Records provided START

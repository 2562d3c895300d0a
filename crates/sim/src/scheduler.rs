//! Frame loop, timers, clocks and the input queue.
//!
//! Nothing here touches a real timer: the host drives [`FrameLoop::poll`]
//! from its per-frame callback and every deadline is compared against an
//! injected [`Clock`], so tests can advance time by hand.

use std::cell::Cell;
use std::collections::VecDeque;
use std::rc::Rc;
use std::time::Instant;

use glam::Vec2;

use crate::config::SimConfig;

/// Upper bound on a single simulation timestep, in seconds.
pub const MAX_DT: f32 = 1.0 / 60.0;

// ============================================================================
// CLOCKS
// ============================================================================

/// Monotonic millisecond clock.
pub trait Clock {
    fn now_ms(&self) -> f64;
}

/// Wall clock measured from construction.
#[derive(Clone, Debug)]
pub struct SystemClock {
    origin: Instant,
}

impl SystemClock {
    pub fn new() -> Self {
        Self {
            origin: Instant::now(),
        }
    }
}

impl Default for SystemClock {
    fn default() -> Self {
        Self::new()
    }
}

impl Clock for SystemClock {
    fn now_ms(&self) -> f64 {
        self.origin.elapsed().as_secs_f64() * 1000.0
    }
}

/// Hand-driven clock. Clones share the same time.
#[derive(Clone, Debug, Default)]
pub struct ManualClock {
    now: Rc<Cell<f64>>,
}

impl ManualClock {
    pub fn new(start_ms: f64) -> Self {
        Self {
            now: Rc::new(Cell::new(start_ms)),
        }
    }

    pub fn set(&self, ms: f64) {
        self.now.set(ms);
    }

    pub fn advance(&self, ms: f64) {
        self.now.set(self.now.get() + ms);
    }
}

impl Clock for ManualClock {
    fn now_ms(&self) -> f64 {
        self.now.get()
    }
}

// ============================================================================
// FRAME LOOP
// ============================================================================

/// Outcome of one frame-loop poll.
#[derive(Clone, Copy, Debug, PartialEq)]
pub enum Frame {
    /// The loop was cancelled; the host should stop polling
    Cancelled,
    /// Paused or under the fps cap; nothing to do this frame
    Skip,
    /// Run one tick with this timestep (seconds)
    Run { dt: f32 },
}

/// Cancellable repeating task.
#[derive(Clone, Debug)]
pub struct FrameLoop {
    last_ms: f64,
    cancelled: bool,
    frames: u64,
}

impl FrameLoop {
    pub fn new(start_ms: f64) -> Self {
        Self {
            last_ms: start_ms,
            cancelled: false,
            frames: 0,
        }
    }

    /// Decide what this frame does.
    ///
    /// The pause flag is checked first, then the fps cap. A skipped frame
    /// does not advance the loop's notion of "last frame".
    pub fn poll(&mut self, now_ms: f64, config: &SimConfig) -> Frame {
        if self.cancelled {
            return Frame::Cancelled;
        }
        if config.paused {
            return Frame::Skip;
        }
        let elapsed_ms = (now_ms - self.last_ms).max(0.0);
        if let Some(fps) = config.fps_cap.filter(|fps| *fps > 0.0) {
            if elapsed_ms < 1000.0 / fps as f64 {
                return Frame::Skip;
            }
        }
        self.last_ms = now_ms;
        self.frames += 1;
        let dt = ((elapsed_ms / 1000.0) as f32).min(MAX_DT) * config.animation_speed.max(0.0);
        Frame::Run { dt }
    }

    pub fn cancel(&mut self) {
        self.cancelled = true;
    }

    pub fn is_cancelled(&self) -> bool {
        self.cancelled
    }

    /// Frames that actually ran.
    pub fn frames(&self) -> u64 {
        self.frames
    }
}

// ============================================================================
// TIMERS
// ============================================================================

/// Handle returned by [`TimerQueue::schedule`].
#[derive(Clone, Copy, Debug, PartialEq, Eq, Hash, PartialOrd, Ord)]
pub struct TimerId(u64);

#[derive(Clone, Debug)]
struct Timer<T> {
    id: TimerId,
    due_ms: f64,
    payload: T,
}

/// One-shot timers owned (and cancelled) by a single instance.
#[derive(Clone, Debug)]
pub struct TimerQueue<T> {
    timers: Vec<Timer<T>>,
    next_id: u64,
}

impl<T> Default for TimerQueue<T> {
    fn default() -> Self {
        Self {
            timers: Vec::new(),
            next_id: 0,
        }
    }
}

impl<T> TimerQueue<T> {
    pub fn new() -> Self {
        Self::default()
    }

    pub fn schedule(&mut self, due_ms: f64, payload: T) -> TimerId {
        let id = TimerId(self.next_id);
        self.next_id += 1;
        self.timers.push(Timer {
            id,
            due_ms,
            payload,
        });
        id
    }

    /// Returns false if the timer already fired or was cancelled.
    pub fn cancel(&mut self, id: TimerId) -> bool {
        let before = self.timers.len();
        self.timers.retain(|t| t.id != id);
        self.timers.len() != before
    }

    pub fn cancel_all(&mut self) {
        self.timers.clear();
    }

    pub fn len(&self) -> usize {
        self.timers.len()
    }

    pub fn is_empty(&self) -> bool {
        self.timers.is_empty()
    }

    /// Due times of every pending timer, in scheduling order.
    pub fn pending_due_times(&self) -> Vec<f64> {
        self.timers.iter().map(|t| t.due_ms).collect()
    }

    /// Remove and return every timer due at `now_ms`, earliest first
    /// (scheduling order breaks ties).
    pub fn drain_due(&mut self, now_ms: f64) -> Vec<T> {
        let mut due = Vec::new();
        let mut i = 0;
        while i < self.timers.len() {
            if self.timers[i].due_ms <= now_ms {
                due.push(self.timers.remove(i));
            } else {
                i += 1;
            }
        }
        due.sort_by(|a, b| a.due_ms.total_cmp(&b.due_ms).then(a.id.cmp(&b.id)));
        due.into_iter().map(|t| t.payload).collect()
    }
}

// ============================================================================
// INPUT
// ============================================================================

/// Identity of a pointing device.
#[derive(Clone, Copy, Debug, PartialEq, Eq, Hash)]
pub enum PointerId {
    /// The primary mouse, always pointer slot 0
    Mouse,
    /// A touch contact by host identifier
    Touch(u64),
}

/// Host input, positions in surface pixels with y down.
#[derive(Clone, Copy, Debug, PartialEq)]
pub enum InputEvent {
    PointerDown { id: PointerId, position: Vec2 },
    PointerMove { id: PointerId, position: Vec2 },
    PointerUp { id: PointerId },
    /// New page scroll offset in pixels
    Scroll { offset: f32 },
    /// New surface size in pixels
    Resize { width: u32, height: u32 },
}

/// Input buffered between ticks and drained exactly once per tick.
#[derive(Clone, Debug, Default)]
pub struct InputQueue {
    events: VecDeque<InputEvent>,
}

impl InputQueue {
    pub fn new() -> Self {
        Self::default()
    }

    pub fn push(&mut self, event: InputEvent) {
        self.events.push_back(event);
    }

    pub fn drain(&mut self) -> Vec<InputEvent> {
        self.events.drain(..).collect()
    }

    pub fn clear(&mut self) {
        self.events.clear();
    }

    pub fn len(&self) -> usize {
        self.events.len()
    }

    pub fn is_empty(&self) -> bool {
        self.events.is_empty()
    }
}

Records provided END

What is required:
Where a line of the entries above holds the word "single", return that line.

Task result:
/// Upper bound on a single simulation timestep, in seconds.
/// One-shot timers owned (and cancelled) by a single instance.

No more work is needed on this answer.